§ **About this exercise**:
Find the line containing "filename apps/desktop/src/main.rs" in the records below. Copy exactly that line and each one after it, ending at the line containing "Ok(Command::SetField(field, value)) =>", and nothing more.

§ **Material shown**:
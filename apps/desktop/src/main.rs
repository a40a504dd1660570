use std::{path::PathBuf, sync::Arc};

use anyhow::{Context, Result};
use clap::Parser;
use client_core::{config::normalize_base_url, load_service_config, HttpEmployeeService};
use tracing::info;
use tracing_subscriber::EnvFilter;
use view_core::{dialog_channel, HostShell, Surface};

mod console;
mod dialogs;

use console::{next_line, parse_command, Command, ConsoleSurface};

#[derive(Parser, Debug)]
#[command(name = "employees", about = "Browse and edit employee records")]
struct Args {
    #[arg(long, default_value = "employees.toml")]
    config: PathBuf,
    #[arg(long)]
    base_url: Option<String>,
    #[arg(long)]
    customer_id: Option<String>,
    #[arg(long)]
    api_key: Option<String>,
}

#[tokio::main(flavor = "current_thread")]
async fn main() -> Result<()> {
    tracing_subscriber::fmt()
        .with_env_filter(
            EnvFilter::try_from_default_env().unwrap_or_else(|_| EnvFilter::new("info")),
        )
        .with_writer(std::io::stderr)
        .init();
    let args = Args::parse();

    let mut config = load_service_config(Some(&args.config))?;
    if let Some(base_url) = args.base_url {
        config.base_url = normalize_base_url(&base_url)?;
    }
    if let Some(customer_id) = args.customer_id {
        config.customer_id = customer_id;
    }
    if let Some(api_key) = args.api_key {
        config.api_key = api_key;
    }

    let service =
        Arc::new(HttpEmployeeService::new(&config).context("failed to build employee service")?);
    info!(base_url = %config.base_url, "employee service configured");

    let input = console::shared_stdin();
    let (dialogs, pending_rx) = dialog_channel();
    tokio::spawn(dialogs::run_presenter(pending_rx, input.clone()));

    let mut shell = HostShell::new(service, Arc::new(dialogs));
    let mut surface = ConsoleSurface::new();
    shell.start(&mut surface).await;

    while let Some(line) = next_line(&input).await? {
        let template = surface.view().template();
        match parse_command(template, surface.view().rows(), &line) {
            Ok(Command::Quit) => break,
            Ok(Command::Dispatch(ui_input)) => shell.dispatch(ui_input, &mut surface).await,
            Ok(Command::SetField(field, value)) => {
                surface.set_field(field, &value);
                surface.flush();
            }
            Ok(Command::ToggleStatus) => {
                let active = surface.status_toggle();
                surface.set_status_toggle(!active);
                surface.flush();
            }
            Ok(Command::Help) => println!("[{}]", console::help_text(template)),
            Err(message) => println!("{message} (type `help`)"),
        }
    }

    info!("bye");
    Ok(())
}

--

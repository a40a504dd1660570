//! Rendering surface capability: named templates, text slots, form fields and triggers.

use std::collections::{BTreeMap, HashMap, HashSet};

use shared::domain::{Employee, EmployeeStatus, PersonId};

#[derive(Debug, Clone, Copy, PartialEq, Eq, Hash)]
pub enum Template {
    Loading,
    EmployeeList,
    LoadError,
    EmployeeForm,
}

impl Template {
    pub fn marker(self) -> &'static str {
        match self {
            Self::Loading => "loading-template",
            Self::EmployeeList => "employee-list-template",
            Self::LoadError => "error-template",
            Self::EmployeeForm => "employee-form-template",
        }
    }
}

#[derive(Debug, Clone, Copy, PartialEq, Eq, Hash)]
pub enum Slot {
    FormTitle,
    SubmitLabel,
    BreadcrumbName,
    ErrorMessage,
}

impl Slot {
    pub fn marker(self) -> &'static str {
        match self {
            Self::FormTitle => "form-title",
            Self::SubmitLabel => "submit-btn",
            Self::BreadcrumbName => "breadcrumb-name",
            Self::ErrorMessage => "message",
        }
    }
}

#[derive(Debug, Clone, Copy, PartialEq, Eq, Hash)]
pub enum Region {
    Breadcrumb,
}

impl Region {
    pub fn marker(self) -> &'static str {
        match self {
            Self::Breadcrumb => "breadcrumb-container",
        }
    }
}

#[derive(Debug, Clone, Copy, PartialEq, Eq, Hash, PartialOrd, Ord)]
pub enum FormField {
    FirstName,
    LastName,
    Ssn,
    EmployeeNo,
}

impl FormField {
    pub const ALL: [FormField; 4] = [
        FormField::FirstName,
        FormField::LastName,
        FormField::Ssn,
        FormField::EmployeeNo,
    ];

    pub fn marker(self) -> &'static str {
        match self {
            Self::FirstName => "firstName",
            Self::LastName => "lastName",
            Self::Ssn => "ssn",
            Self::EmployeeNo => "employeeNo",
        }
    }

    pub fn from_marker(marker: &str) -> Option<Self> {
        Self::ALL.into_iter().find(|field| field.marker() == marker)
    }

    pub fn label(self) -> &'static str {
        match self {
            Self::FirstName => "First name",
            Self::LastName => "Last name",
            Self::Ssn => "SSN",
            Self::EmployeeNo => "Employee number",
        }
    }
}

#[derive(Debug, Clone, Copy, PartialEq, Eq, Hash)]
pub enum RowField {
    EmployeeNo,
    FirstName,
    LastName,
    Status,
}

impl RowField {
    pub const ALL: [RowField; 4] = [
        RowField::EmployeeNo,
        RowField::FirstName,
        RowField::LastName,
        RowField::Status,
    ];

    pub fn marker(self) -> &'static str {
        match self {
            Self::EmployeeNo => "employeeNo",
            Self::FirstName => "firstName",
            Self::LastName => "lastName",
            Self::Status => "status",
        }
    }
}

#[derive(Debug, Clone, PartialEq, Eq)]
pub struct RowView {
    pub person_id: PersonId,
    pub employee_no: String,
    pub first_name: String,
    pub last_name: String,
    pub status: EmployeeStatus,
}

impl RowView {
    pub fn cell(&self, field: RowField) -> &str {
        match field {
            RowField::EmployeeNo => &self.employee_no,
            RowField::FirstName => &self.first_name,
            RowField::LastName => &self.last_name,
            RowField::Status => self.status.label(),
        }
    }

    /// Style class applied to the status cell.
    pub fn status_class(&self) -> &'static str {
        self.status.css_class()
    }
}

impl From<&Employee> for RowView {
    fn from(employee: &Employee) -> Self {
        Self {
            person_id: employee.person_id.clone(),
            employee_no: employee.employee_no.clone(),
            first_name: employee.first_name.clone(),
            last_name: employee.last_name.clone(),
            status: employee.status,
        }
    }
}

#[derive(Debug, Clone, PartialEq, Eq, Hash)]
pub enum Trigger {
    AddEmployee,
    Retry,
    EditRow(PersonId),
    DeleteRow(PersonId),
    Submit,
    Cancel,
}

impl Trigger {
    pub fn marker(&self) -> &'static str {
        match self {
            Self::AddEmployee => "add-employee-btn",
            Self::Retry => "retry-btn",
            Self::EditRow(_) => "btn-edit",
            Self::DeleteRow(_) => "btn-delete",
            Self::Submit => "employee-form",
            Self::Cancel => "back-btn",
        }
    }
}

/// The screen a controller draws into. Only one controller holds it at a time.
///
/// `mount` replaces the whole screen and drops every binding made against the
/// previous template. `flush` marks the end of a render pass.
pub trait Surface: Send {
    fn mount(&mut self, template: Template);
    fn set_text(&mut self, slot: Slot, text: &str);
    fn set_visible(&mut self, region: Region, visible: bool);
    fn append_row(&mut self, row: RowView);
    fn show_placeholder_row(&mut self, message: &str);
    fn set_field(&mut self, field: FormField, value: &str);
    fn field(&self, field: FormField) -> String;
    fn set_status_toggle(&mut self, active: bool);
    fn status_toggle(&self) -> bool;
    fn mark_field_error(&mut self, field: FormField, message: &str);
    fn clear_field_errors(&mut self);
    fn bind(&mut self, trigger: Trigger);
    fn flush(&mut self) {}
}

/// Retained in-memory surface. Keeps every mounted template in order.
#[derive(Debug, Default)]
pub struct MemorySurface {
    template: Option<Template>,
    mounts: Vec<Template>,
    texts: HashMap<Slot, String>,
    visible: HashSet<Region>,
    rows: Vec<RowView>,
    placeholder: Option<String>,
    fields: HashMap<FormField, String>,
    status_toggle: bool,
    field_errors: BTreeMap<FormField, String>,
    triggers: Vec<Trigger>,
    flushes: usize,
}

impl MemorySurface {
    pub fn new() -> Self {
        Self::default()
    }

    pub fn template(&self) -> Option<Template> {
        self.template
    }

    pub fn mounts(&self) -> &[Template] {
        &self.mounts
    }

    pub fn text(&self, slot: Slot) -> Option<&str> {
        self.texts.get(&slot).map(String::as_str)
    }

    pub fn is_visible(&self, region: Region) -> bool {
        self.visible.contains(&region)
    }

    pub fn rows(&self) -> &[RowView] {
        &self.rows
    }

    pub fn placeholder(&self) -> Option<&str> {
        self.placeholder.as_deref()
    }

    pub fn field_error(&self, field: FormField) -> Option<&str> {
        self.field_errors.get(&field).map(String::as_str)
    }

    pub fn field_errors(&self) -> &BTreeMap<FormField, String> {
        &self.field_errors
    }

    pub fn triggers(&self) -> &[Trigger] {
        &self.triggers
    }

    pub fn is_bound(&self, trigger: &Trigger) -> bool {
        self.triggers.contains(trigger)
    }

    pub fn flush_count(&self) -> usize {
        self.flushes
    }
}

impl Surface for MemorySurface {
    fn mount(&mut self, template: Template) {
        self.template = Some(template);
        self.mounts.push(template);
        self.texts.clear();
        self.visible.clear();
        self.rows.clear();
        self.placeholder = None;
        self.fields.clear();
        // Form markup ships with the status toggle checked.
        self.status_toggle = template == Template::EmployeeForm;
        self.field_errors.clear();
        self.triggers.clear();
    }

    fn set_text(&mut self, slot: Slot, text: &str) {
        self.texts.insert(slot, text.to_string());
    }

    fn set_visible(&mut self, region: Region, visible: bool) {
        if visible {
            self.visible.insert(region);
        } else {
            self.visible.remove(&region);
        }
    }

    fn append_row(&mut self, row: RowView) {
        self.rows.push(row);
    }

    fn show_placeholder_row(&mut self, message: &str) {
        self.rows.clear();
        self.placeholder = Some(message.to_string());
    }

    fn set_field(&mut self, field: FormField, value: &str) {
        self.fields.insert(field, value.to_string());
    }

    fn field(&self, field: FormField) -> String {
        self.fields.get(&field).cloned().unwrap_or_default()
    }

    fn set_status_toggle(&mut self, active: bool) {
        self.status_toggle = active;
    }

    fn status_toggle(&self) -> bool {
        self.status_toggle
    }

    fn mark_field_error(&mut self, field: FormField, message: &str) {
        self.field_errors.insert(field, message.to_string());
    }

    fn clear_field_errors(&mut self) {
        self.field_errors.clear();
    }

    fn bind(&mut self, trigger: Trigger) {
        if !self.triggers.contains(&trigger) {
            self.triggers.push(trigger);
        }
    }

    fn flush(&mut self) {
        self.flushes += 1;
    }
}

--

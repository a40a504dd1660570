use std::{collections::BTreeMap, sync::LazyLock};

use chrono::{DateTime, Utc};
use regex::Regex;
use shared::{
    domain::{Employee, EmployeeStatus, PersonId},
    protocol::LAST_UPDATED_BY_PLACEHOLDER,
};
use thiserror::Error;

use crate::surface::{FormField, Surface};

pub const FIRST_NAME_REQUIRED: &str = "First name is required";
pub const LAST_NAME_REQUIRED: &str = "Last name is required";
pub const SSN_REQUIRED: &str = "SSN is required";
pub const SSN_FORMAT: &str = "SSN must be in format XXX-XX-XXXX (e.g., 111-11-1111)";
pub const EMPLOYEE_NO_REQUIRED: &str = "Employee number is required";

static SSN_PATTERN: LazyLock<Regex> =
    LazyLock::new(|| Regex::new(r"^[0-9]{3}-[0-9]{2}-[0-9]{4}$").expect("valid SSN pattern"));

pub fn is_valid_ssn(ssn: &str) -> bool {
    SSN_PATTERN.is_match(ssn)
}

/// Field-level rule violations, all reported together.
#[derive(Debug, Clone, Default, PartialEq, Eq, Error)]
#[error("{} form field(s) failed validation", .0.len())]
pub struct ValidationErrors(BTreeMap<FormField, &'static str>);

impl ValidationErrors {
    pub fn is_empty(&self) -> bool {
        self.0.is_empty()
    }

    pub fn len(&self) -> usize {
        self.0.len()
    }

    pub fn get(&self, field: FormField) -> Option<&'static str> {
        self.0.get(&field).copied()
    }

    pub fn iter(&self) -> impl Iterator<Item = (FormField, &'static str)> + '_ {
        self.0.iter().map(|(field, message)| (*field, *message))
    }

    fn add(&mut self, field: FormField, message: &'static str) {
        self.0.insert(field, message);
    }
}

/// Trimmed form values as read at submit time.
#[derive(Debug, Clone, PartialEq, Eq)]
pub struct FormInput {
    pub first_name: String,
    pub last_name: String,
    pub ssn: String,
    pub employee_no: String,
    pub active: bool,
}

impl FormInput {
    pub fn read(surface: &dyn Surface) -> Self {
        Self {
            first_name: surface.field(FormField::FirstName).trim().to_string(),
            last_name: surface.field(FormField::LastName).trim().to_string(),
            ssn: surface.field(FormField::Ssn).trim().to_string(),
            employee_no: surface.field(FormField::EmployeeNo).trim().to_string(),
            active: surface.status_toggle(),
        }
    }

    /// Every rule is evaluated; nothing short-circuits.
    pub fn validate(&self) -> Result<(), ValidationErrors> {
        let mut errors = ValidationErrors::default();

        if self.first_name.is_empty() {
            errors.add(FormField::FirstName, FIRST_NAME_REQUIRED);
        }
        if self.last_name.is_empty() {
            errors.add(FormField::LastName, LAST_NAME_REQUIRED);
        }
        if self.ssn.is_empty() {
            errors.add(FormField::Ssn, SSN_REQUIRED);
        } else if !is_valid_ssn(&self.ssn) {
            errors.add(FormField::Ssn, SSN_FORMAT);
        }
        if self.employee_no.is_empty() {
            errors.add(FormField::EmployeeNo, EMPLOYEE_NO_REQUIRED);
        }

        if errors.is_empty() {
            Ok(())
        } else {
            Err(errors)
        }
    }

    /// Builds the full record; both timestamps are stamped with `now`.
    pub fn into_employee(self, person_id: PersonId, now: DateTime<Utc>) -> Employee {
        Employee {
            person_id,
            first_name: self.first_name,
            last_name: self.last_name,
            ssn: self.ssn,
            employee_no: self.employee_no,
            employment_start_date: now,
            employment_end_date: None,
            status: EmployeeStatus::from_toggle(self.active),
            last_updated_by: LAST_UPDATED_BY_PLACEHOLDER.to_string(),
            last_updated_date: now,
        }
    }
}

§ **Answer below**:
filename apps/desktop/src/main.rs
repository a40a504dd1660570
use std::{path::PathBuf, sync::Arc};

use anyhow::{Context, Result};
use clap::Parser;
use client_core::{config::normalize_base_url, load_service_config, HttpEmployeeService};
use tracing::info;
use tracing_subscriber::EnvFilter;
use view_core::{dialog_channel, HostShell, Surface};

mod console;
mod dialogs;

use console::{next_line, parse_command, Command, ConsoleSurface};

#[derive(Parser, Debug)]
#[command(name = "employees", about = "Browse and edit employee records")]
struct Args {
    #[arg(long, default_value = "employees.toml")]
    config: PathBuf,
    #[arg(long)]
    base_url: Option<String>,
    #[arg(long)]
    customer_id: Option<String>,
    #[arg(long)]
    api_key: Option<String>,
}

#[tokio::main(flavor = "current_thread")]
async fn main() -> Result<()> {
    tracing_subscriber::fmt()
        .with_env_filter(
            EnvFilter::try_from_default_env().unwrap_or_else(|_| EnvFilter::new("info")),
        )
        .with_writer(std::io::stderr)
        .init();
    let args = Args::parse();

    let mut config = load_service_config(Some(&args.config))?;
    if let Some(base_url) = args.base_url {
        config.base_url = normalize_base_url(&base_url)?;
    }
    if let Some(customer_id) = args.customer_id {
        config.customer_id = customer_id;
    }
    if let Some(api_key) = args.api_key {
        config.api_key = api_key;
    }

    let service =
        Arc::new(HttpEmployeeService::new(&config).context("failed to build employee service")?);
    info!(base_url = %config.base_url, "employee service configured");

    let input = console::shared_stdin();
    let (dialogs, pending_rx) = dialog_channel();
    tokio::spawn(dialogs::run_presenter(pending_rx, input.clone()));

    let mut shell = HostShell::new(service, Arc::new(dialogs));
    let mut surface = ConsoleSurface::new();
    shell.start(&mut surface).await;

    while let Some(line) = next_line(&input).await? {
        let template = surface.view().template();
        match parse_command(template, surface.view().rows(), &line) {
            Ok(Command::Quit) => break,
            Ok(Command::Dispatch(ui_input)) => shell.dispatch(ui_input, &mut surface).await,
            Ok(Command::SetField(field, value)) => {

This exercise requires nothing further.